In the sixteenth century, it was purchased by two families: a baker, and the de Rascas family. In 1635 and in 1642, Charles de Grimaldi-Régusse (1612–1687) purchased the two townhouses and merged them into one. (He also lived in the Hôtel de Grimaldi-Régusse, another hôtel particulier located at 26, rue de l'Opéra in Aix.) In the eighteenth century, his descendants sold the hotel to the Forbin La Barben family.

In 1743 (shortly before his death), Honoré Boyer de Fonscolombe (1683–1743) inherited it from his sister. His son Léon-Baptiste-Laurent de Fonscolombe inherited it and restored it.
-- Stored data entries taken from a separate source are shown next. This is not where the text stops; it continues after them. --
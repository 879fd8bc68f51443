//! Abstract interpretation of scope bodies
//!
//! A [`Propagator`] walks the body of one scope (a module, a function or lambda, a class body or
//! a comprehension) and unites every value it computes into the symbols of that scope. Control
//! flow is ignored: every branch, loop body and handler is visited once per pass and contributes
//! to the result.

mod assign;
mod call;
mod define;
mod expr;
mod guards;

use crate::assembler::Environment;
use crate::assembly::{Assembly, WorkItem};
use crate::importer::Importer;
use crate::symbol::{SymbolRef, SymbolTable};
use crate::value::{Args, Receiver, SourceClass, SourceFunction, SourceModule, Value, ValueContext};
use lantern_core::AnalysisError;
use lantern_parser::{AstNode, ExceptHandler, ImportAlias, WithItem};
use std::rc::Rc;

type Outcome = Result<Value, AnalysisError>;

/// Propagate one work item of the current pass
pub(crate) fn propagate_item(asm: &mut Assembly, env: &mut Environment, item: &WorkItem) -> Result<(), AnalysisError> {
    match item {
        WorkItem::Module(index) => {
            let Some(bundle) = asm.bundles.get(*index) else { return Ok(()) };
            let ast = bundle.ast.clone();
            let Some(module) = asm.sources.file(&bundle.path).cloned() else { return Ok(()) };
            env.tracer.line(format_args!("### PROPAGATING MODULE {}", module.path.display()));
            tracing::trace!("Propagating module {}", module.name);
            let scope = module.members.clone();
            Propagator::new(asm, env, module, scope, None).block(ast.body())
        }
        WorkItem::Function(function) => {
            let Some(module) = function.module() else { return Ok(()) };
            env.tracer.line(format_args!("### PROPAGATING FUNCTION {}", function.address()));
            let scope = function.locals.clone();
            Propagator::new(asm, env, module, scope, Some(function.clone())).function_body(function)
        }
    }
}

pub(crate) struct Propagator<'p> {
    asm: &'p mut Assembly,
    env: &'p mut Environment,
    module: Rc<SourceModule>,
    /// Table that bindings in this body write to
    scope: Rc<SymbolTable>,
    /// Table that functions defined in this body chain to; differs from `scope` in class bodies
    inherited: Rc<SymbolTable>,
    function: Option<Rc<SourceFunction>>,
    class: Option<Rc<SourceClass>>,
    globals: Vec<String>,
    nonlocals: Vec<String>,
}

impl<'p> Propagator<'p> {
    fn new(
        asm: &'p mut Assembly, env: &'p mut Environment, module: Rc<SourceModule>, scope: Rc<SymbolTable>,
        function: Option<Rc<SourceFunction>>,
    ) -> Self {
        Propagator {
            asm,
            env,
            module,
            inherited: scope.clone(),
            scope,
            function,
            class: None,
            globals: Vec::new(),
            nonlocals: Vec::new(),
        }
    }

    /// Propagator for a nested body sharing this one's assembly and environment
    fn child(
        &mut self, scope: Rc<SymbolTable>, inherited: Rc<SymbolTable>, class: Option<Rc<SourceClass>>,
    ) -> Propagator<'_> {
        Propagator {
            asm: &mut *self.asm,
            env: &mut *self.env,
            module: self.module.clone(),
            scope,
            inherited,
            function: None,
            class,
            globals: Vec::new(),
            nonlocals: Vec::new(),
        }
    }

    fn ctx(&self) -> ValueContext<'_> {
        self.env.ctx()
    }

    fn function_body(&mut self, function: &Rc<SourceFunction>) -> Result<(), AnalysisError> {
        self.bind_receiver(function);
        match function.node.as_ref() {
            AstNode::FunctionDef { body, .. } => {
                declared_names(body, &mut self.globals, &mut self.nonlocals);
                self.block(body)
            }
            AstNode::Lambda { body, .. } => {
                let value = self.eval(body)?;
                self.produce_return(&value);
                Ok(())
            }
            _ => Ok(()),
        }
    }

    /// Bind `self` or `cls` to the defining class and every live subclass of it
    fn bind_receiver(&mut self, function: &SourceFunction) {
        let Some(first) = function.params.first() else { return };
        let Some(class) = function.class() else { return };
        let value = match function.receiver {
            Receiver::None => return,
            Receiver::Instance => Value::unite(class.walk_subclasses().into_iter().map(Value::Instance)),
            Receiver::Class => Value::unite(class.walk_subclasses().into_iter().map(Value::Class)),
        };
        first.symbol.put(value);
    }

    fn block(&mut self, body: &[AstNode]) -> Result<(), AnalysisError> {
        for stmt in body {
            self.stmt(stmt)?;
        }
        Ok(())
    }

    fn stmt(&mut self, stmt: &AstNode) -> Result<(), AnalysisError> {
        self.env.cancel.check()?;
        match stmt {
            AstNode::FunctionDef { .. } => self.function_def(stmt),
            AstNode::ClassDef { .. } => self.class_def(stmt),
            AstNode::Assignment { targets, value } => self.assignment(targets, value),
            AstNode::AnnotatedAssignment { target, annotation, value } => {
                self.annotated_assignment(target, annotation, value.as_deref())
            }
            AstNode::AugAssignment { target, op, value } => {
                let result = self.binary(target, *op, value)?;
                self.assign(target, &result)
            }
            AstNode::Return { value } => {
                if let Some(value) = value {
                    let value = self.eval(value)?;
                    self.produce_return(&value);
                }
                Ok(())
            }
            AstNode::Import { names } => self.import(names),
            AstNode::ImportFrom { dots, module, names, wildcard } => self.import_from(*dots, module, names, *wildcard),
            AstNode::If { branches, else_body } => {
                for (test, body) in branches {
                    self.eval(test)?;
                    self.block(body)?;
                }
                self.block(else_body)
            }
            AstNode::For { target, iter, body, else_body } => {
                let seq = self.eval(iter)?;
                let elem = self.ctx().elem(&seq)?;
                self.assign(target, &elem)?;
                self.block(body)?;
                self.block(else_body)
            }
            AstNode::While { test, body, else_body } => {
                self.eval(test)?;
                self.block(body)?;
                self.block(else_body)
            }
            AstNode::Try { body, handlers, else_body, finally_body } => {
                self.block(body)?;
                for handler in handlers {
                    self.except_handler(handler)?;
                }
                self.block(else_body)?;
                self.block(finally_body)
            }
            AstNode::With { items, body } => {
                for item in items {
                    self.with_item(item)?;
                }
                self.block(body)
            }
            AstNode::Assert { test, msg } => {
                self.eval(test)?;
                if let Some(msg) = msg {
                    self.eval(msg)?;
                }
                self.narrow_assertion(test)
            }
            AstNode::Raise { exc, cause } => {
                for expr in exc.iter().chain(cause.iter()) {
                    self.eval(expr)?;
                }
                Ok(())
            }
            AstNode::Delete { targets } => {
                for target in targets {
                    self.eval(target)?;
                }
                Ok(())
            }
            AstNode::Bad { approximation } => self.block(approximation),
            AstNode::Module { body } => self.block(body),
            AstNode::Global { .. } | AstNode::Nonlocal { .. } | AstNode::Pass | AstNode::Break | AstNode::Continue => {
                Ok(())
            }
            expr => self.eval(expr).map(|_| ()),
        }
    }

    fn except_handler(&mut self, handler: &ExceptHandler) -> Result<(), AnalysisError> {
        let ty = match &handler.exception_type {
            Some(expr) => self.eval(expr)?,
            None => Value::empty(),
        };
        if let Some(target) = &handler.name {
            let instance = self.instantiate(&ty);
            self.assign(target, &instance)?;
        }
        self.block(&handler.body)
    }

    fn with_item(&mut self, item: &WithItem) -> Result<(), AnalysisError> {
        let manager = self.eval(&item.context_expr)?;
        let Some(target) = &item.target else { return Ok(()) };
        let enter = self.ctx().attr(&manager, "__enter__")?;
        let entered = self.do_call(&enter, &Args::default())?;
        let value = if entered.is_empty() { manager } else { entered };
        self.assign(target, &value)
    }

    fn import(&mut self, names: &[ImportAlias]) -> Result<(), AnalysisError> {
        let private = self.env.options.private_imports;
        for alias in names {
            let Some(root) = alias.path.first() else { continue };
            let value = {
                let importer = Importer::new(&self.module.path, &self.asm.sources, &self.asm.python_paths);
                let ctx = self.env.ctx();
                match alias.alias {
                    Some(_) => importer.import_abs(&ctx, &alias.path)?,
                    None => importer.import_root(&ctx, root),
                }
            };
            let name = alias.alias.as_deref().unwrap_or(root);
            self.assign_name(name, &value, private);
        }
        Ok(())
    }

    fn import_from(
        &mut self, dots: usize, module: &[String], names: &[ImportAlias], wildcard: bool,
    ) -> Result<(), AnalysisError> {
        let source = {
            let importer = Importer::new(&self.module.path, &self.asm.sources, &self.asm.python_paths);
            importer.resolve(&self.env.ctx(), dots, module)?
        };
        if source.is_empty() {
            for alias in names {
                if let Some(name) = alias.alias.as_deref().or(alias.path.last().map(String::as_str)) {
                    self.binding(name);
                }
            }
            return Ok(());
        }

        if wildcard {
            let exported = self.ctx().dir(&source)?;
            for name in exported {
                if name.starts_with('_') {
                    continue;
                }
                let symbols = self.ctx().attr_symbols(&source, &name, false)?;
                if !symbols.is_empty() && symbols.iter().all(|s| s.is_private()) {
                    continue;
                }
                let value = self.ctx().attr(&source, &name)?;
                if !value.is_empty() {
                    self.assign_name(&name, &value, false);
                }
            }
        }

        let private = self.env.options.private_imports;
        for alias in names {
            let Some(name) = alias.path.last() else { continue };
            let value = self.ctx().attr(&source, name)?;
            match &alias.alias {
                Some(local) => self.assign_name(local, &value, false),
                None => self.assign_name(name, &value, private),
            };
        }
        Ok(())
    }

    /// Unite `value` into the binding of `name` in this scope
    fn assign_name(&mut self, name: &str, value: &Value, private: bool) -> SymbolRef {
        let symbol = if self.is_declared(name) { self.binding(name) } else { self.scope.create_private(name, private) };
        symbol.produce_private(value, private);
        self.env.tracer.line(format_args!("{} <- {}", symbol.address(), value));
        symbol
    }

    fn is_declared(&self, name: &str) -> bool {
        self.globals.iter().chain(&self.nonlocals).any(|n| n == name)
    }

    /// Symbol a binding of `name` writes to, honoring `global` and `nonlocal` declarations
    fn binding(&self, name: &str) -> SymbolRef {
        if self.globals.iter().any(|g| g == name) {
            return self.module.members.create(name);
        }
        if self.nonlocals.iter().any(|n| n == name) {
            let enclosing = self.scope.parent().and_then(|p| p.lookup(name));
            if let Some(symbol) = enclosing.filter(|s| !self.is_builtin(s)) {
                return symbol;
            }
        }
        self.scope.create(name)
    }

    fn lookup(&self, name: &str) -> Option<SymbolRef> {
        if self.globals.iter().any(|g| g == name) {
            return self.module.members.lookup(name);
        }
        self.scope.lookup(name)
    }

    /// Like [`Propagator::lookup`], but never returns a member of the builtin scope
    fn lookup_binding(&self, name: &str) -> Option<SymbolRef> {
        self.lookup(name).filter(|s| !self.is_builtin(s))
    }

    fn is_builtin(&self, symbol: &SymbolRef) -> bool {
        self.env.builtins.get(symbol.name()).is_some_and(|b| Rc::ptr_eq(&b, symbol))
    }

    fn produce_return(&mut self, value: &Value) {
        if let Some(function) = &self.function {
            function.returns.produce(value);
            self.env.tracer.line(format_args!("{} <- {}", function.returns.address(), value));
        }
    }
}

/// Names declared `global` or `nonlocal` anywhere in a function body, outside nested definitions
fn declared_names(body: &[AstNode], globals: &mut Vec<String>, nonlocals: &mut Vec<String>) {
    for stmt in body {
        match stmt {
            AstNode::Global { names } => globals.extend(names.iter().cloned()),
            AstNode::Nonlocal { names } => nonlocals.extend(names.iter().cloned()),
            AstNode::If { branches, else_body } => {
                for (_, branch) in branches {
                    declared_names(branch, globals, nonlocals);
                }
                declared_names(else_body, globals, nonlocals);
            }
            AstNode::For { body, else_body, .. } | AstNode::While { body, else_body, .. } => {
                declared_names(body, globals, nonlocals);
                declared_names(else_body, globals, nonlocals);
            }
            AstNode::Try { body, handlers, else_body, finally_body } => {
                declared_names(body, globals, nonlocals);
                for handler in handlers {
                    declared_names(&handler.body, globals, nonlocals);
                }
                declared_names(else_body, globals, nonlocals);
                declared_names(finally_body, globals, nonlocals);
            }
            AstNode::With { body, .. } => declared_names(body, globals, nonlocals),
            _ => {}
        }
    }
}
For example, in 1757 he restored the facade. In 1821, the parents of Gaston de Saporta (1823–1895) inherited it, and he grew up there, as did his son, writer Antoine de Saporta (1855–1914). Later, the de Saporta family sold it to the de Vitrolles family, who rented it.

It was purchased by the French state in 1950, and it was assigned to the Ministry of National Education in 1955. It has been used by Aix-Marseille University since 1965.

Inside it has paintings ceilings and gypseries. It also displays paintings by Nicolas Pinson (1636–1681) and Esprit Antoine Gibelin (1739–1813).

==Heritage significance==
It has been listed as a monument historique since 1989.